----- Input for this task -----

// src/specs/papers.rs
//
// Paper table rows + the "Show more" pagination signal.

use std::sync::LazyLock;

use scraper::Selector;

use crate::core::html::{Page, first_text, selector, text_of};
use crate::core::sanitize::parse_count;
use crate::data::Paper;

static TABLE: LazyLock<Selector> = LazyLock::new(|| selector("#gsc_a_t"));
static ROWS: LazyLock<Selector> = LazyLock::new(|| selector("tr.gsc_a_tr"));
static TITLE_LINK: LazyLock<Selector> = LazyLock::new(|| selector("a.gsc_a_at"));
static CITED_BY: LazyLock<Selector> = LazyLock::new(|| selector("a.gsc_a_ac"));
static YEAR: LazyLock<Selector> = LazyLock::new(|| selector("td.gsc_a_y"));
static GRAY: LazyLock<Selector> = LazyLock::new(|| selector("div.gs_gray"));
static MORE: LazyLock<Selector> = LazyLock::new(|| selector("#gsc_bpf_more"));

pub fn has_paper_table(page: &Page<'_>) -> bool {
    page.has(&TABLE)
}

/// Rows in page order. Rows without a title are skipped; an empty or `*`
/// cited-by cell counts as zero.
pub fn parse_papers(page: &Page<'_>, origin: &str) -> Vec<Paper> {
    let mut out = Vec::new();
    for row in page.dom.select(&ROWS) {
        let Some(link_el) = row.select(&TITLE_LINK).next() else { continue };
        let title = text_of(link_el);
        if title.is_empty() { continue; }

        let link = link_el
            .value()
            .attr("href")
            .or_else(|| link_el.value().attr("data-href"))
            .map(|h| absolutize(origin, h));

        let citations = first_text(row, &CITED_BY)
            .and_then(|t| parse_count(&t))
            .unwrap_or(0);

        let year = first_text(row, &YEAR)
            .and_then(|t| parse_count(&t))
            .and_then(|y| u16::try_from(y).ok());

        let mut gray = row.select(&GRAY).map(text_of);
        let authors = gray.next().unwrap_or_default();
        let venue = gray.next().unwrap_or_default();

        out.push(Paper { title, year, citations, link, authors, venue });
    }
    out
}

/// A short page ends the list; so does a disabled "Show more" button.
pub fn has_more_pages(page: &Page<'_>, rows_on_page: usize, page_size: u32) -> bool {
    if rows_on_page < page_size as usize {
        return false;
    }
    match page.first(&MORE) {
        Some(btn) => btn.value().attr("disabled").is_none(),
        None => true,
    }
}

fn absolutize(origin: &str, href: &str) -> String {
    if href.starts_with("http://") || href.starts_with("https://") {
        s!(href)
    } else if href.starts_with('/') {
        format!("{origin}{href}")
    } else {
        format!("{origin}/{href}")
    }
}

#[cfg(test)]
mod tests {
    use super::*;

    const FIXTURE: &str = include_str!("../../tests/fixtures/profile.html");
    const ORIGIN: &str = "https://scholar.google.com";

    #[test]
    fn fixture_rows() {
        let page = Page::parse(FIXTURE);
        let papers = parse_papers(&page, ORIGIN);
        assert_eq!(papers.len(), 3);

        let first = &papers[0];
        assert_eq!(first.title, "Notes on the Analytical Engine");
        assert_eq!(first.citations, 1000);
        assert_eq!(first.year, Some(1843));
        assert_eq!(first.authors, "A Lovelace, C Babbage");
        assert!(first.venue.starts_with("Scientific Memoirs 3"));
        assert_eq!(
            first.link.as_deref(),
            Some("https://scholar.google.com/citations?view_op=view_citation&hl=en&user=abcDEF123&citation_for_view=abcDEF123:u5HHmVD_uO8C")
        );

        let last = &papers[2];
        assert_eq!(last.citations, 0);
        assert_eq!(last.year, None);
        assert_eq!(last.venue, "");
    }

    #[test]
    fn short_page_or_disabled_button_ends_pagination() {
        let page = Page::parse(FIXTURE);
        assert!(!has_more_pages(&page, 3, 100));
        assert!(!has_more_pages(&page, 100, 100));
    }

    #[test]
    fn full_page_with_live_button_continues() {
        let page = Page::parse(r#"<button id="gsc_bpf_more" class="gs_btnPD"><span>Show more</span></button>"#);
        assert!(has_more_pages(&page, 100, 100));
    }

    #[test]
    fn rows_without_title_skipped() {
        let html = r#"<table id="gsc_a_t"><tbody>
            <tr class="gsc_a_tr"><td class="gsc_a_t"><a class="gsc_a_at"> </a></td></tr>
            <tr class="gsc_a_tr"><td class="gsc_a_t"><a class="gsc_a_at" href="x?y=1">Kept</a></td>
                <td class="gsc_a_c"><a class="gsc_a_ac">*</a></td><td class="gsc_a_y"><span class="gsc_a_h">2020</span></td></tr>
            </tbody></table>"#;
        let page = Page::parse(html);
        assert!(has_paper_table(&page));
        let papers = parse_papers(&page, ORIGIN);
        assert_eq!(papers.len(), 1);
        assert_eq!(papers[0].citations, 0);
        assert_eq!(papers[0].year, Some(2020));
        assert_eq!(papers[0].link.as_deref(), Some("https://scholar.google.com/x?y=1"));
    }
}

-----

Task requirements: Set down, exactly as they stand above, the lines starting with the line with "use std::sync::LazyLock;" and going on through the line with "let title = text_of(link_el);", and no others.

Exercise result:
use std::sync::LazyLock;

use scraper::Selector;

use crate::core::html::{Page, first_text, selector, text_of};
use crate::core::sanitize::parse_count;
use crate::data::Paper;

static TABLE: LazyLock<Selector> = LazyLock::new(|| selector("#gsc_a_t"));
static ROWS: LazyLock<Selector> = LazyLock::new(|| selector("tr.gsc_a_tr"));
static TITLE_LINK: LazyLock<Selector> = LazyLock::new(|| selector("a.gsc_a_at"));
static CITED_BY: LazyLock<Selector> = LazyLock::new(|| selector("a.gsc_a_ac"));
static YEAR: LazyLock<Selector> = LazyLock::new(|| selector("td.gsc_a_y"));
static GRAY: LazyLock<Selector> = LazyLock::new(|| selector("div.gs_gray"));
static MORE: LazyLock<Selector> = LazyLock::new(|| selector("#gsc_bpf_more"));

pub fn has_paper_table(page: &Page<'_>) -> bool {
    page.has(&TABLE)
}

/// Rows in page order. Rows without a title are skipped; an empty or `*`
/// cited-by cell counts as zero.
pub fn parse_papers(page: &Page<'_>, origin: &str) -> Vec<Paper> {
    let mut out = Vec::new();
    for row in page.dom.select(&ROWS) {
        let Some(link_el) = row.select(&TITLE_LINK).next() else { continue };
        let title = text_of(link_el);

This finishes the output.